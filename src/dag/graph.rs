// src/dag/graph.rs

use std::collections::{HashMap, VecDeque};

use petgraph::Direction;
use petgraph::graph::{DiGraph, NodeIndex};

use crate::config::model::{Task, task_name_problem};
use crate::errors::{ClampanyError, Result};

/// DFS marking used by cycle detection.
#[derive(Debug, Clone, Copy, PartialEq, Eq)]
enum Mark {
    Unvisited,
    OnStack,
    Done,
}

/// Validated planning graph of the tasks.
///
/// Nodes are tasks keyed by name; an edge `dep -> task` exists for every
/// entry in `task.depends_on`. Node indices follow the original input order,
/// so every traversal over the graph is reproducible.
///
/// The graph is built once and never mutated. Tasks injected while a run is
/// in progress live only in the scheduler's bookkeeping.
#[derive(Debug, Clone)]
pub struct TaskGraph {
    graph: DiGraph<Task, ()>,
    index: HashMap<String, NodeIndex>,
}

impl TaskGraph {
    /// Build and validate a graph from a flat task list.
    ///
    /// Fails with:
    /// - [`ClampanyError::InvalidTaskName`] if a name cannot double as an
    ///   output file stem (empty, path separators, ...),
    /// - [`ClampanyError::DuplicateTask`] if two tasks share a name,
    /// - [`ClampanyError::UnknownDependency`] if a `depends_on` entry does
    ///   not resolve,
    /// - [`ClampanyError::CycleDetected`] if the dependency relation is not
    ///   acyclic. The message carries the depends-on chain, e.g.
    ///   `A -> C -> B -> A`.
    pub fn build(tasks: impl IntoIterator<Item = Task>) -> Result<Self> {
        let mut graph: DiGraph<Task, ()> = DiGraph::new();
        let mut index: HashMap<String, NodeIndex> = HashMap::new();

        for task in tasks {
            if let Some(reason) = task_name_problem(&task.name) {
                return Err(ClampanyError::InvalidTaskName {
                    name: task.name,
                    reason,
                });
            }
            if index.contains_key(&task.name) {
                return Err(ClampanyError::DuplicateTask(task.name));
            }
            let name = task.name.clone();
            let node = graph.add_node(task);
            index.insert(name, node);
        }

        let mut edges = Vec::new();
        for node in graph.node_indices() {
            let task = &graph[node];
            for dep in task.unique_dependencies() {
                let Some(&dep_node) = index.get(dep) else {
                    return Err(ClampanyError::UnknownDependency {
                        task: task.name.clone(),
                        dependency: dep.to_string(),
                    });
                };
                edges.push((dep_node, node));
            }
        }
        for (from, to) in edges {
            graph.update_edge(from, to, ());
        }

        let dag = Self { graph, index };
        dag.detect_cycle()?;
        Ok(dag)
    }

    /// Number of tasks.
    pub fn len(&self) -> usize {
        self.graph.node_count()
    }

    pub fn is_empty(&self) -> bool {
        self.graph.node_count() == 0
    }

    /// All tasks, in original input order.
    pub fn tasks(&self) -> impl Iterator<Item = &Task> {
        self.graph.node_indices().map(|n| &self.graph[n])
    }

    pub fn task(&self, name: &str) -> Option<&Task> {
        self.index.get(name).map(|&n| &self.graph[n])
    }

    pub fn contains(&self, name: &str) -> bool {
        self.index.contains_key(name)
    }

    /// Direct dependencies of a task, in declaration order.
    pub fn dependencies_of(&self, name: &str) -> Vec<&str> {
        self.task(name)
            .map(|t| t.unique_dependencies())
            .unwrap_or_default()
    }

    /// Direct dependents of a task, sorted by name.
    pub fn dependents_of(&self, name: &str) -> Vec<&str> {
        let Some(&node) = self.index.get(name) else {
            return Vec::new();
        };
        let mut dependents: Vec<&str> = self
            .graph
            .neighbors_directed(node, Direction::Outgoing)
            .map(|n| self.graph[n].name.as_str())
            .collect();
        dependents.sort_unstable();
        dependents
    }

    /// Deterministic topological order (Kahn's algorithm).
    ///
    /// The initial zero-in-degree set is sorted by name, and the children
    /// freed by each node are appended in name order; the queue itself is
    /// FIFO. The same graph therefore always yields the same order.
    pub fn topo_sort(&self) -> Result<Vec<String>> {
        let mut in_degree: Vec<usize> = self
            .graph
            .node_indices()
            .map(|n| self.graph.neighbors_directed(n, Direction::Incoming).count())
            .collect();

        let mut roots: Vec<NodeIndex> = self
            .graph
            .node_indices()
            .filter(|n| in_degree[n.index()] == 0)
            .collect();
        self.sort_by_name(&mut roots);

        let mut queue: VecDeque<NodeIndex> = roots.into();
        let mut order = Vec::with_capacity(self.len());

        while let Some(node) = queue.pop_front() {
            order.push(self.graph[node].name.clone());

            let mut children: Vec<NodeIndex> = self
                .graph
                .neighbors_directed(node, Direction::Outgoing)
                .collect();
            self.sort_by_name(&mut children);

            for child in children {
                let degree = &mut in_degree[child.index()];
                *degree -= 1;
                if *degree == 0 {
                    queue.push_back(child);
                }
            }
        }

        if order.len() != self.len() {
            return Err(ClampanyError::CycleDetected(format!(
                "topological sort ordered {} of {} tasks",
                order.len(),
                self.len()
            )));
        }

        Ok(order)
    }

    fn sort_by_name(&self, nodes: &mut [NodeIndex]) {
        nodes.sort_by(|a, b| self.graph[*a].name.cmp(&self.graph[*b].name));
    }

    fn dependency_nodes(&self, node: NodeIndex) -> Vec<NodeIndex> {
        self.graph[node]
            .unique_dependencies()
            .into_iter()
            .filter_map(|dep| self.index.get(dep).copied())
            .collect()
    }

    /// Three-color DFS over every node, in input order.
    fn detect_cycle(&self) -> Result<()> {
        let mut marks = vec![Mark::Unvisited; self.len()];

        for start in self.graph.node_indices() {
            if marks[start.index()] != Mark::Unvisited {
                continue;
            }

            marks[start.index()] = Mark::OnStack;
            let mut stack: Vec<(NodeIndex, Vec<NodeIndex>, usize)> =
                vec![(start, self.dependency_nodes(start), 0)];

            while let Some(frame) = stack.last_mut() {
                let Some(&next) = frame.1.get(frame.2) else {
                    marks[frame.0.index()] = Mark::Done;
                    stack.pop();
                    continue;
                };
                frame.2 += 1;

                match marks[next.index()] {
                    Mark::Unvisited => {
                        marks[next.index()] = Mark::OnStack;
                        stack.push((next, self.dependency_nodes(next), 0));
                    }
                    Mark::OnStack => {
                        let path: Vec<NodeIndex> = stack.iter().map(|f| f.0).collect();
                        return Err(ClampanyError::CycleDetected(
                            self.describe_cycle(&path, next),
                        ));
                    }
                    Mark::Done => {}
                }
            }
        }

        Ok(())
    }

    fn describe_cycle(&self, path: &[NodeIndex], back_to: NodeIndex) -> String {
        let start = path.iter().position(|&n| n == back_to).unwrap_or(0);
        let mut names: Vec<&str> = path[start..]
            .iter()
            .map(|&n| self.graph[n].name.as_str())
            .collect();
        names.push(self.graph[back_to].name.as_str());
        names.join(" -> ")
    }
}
★ ★ ★ ★ ★ ★ ★
PROBLEM REQUIREMENTS =>
Report every line in the data that holds "UnknownDependency", copying each one.

OUTPUT =>
    /// - [`ClampanyError::UnknownDependency`] if a `depends_on` entry does
                    return Err(ClampanyError::UnknownDependency {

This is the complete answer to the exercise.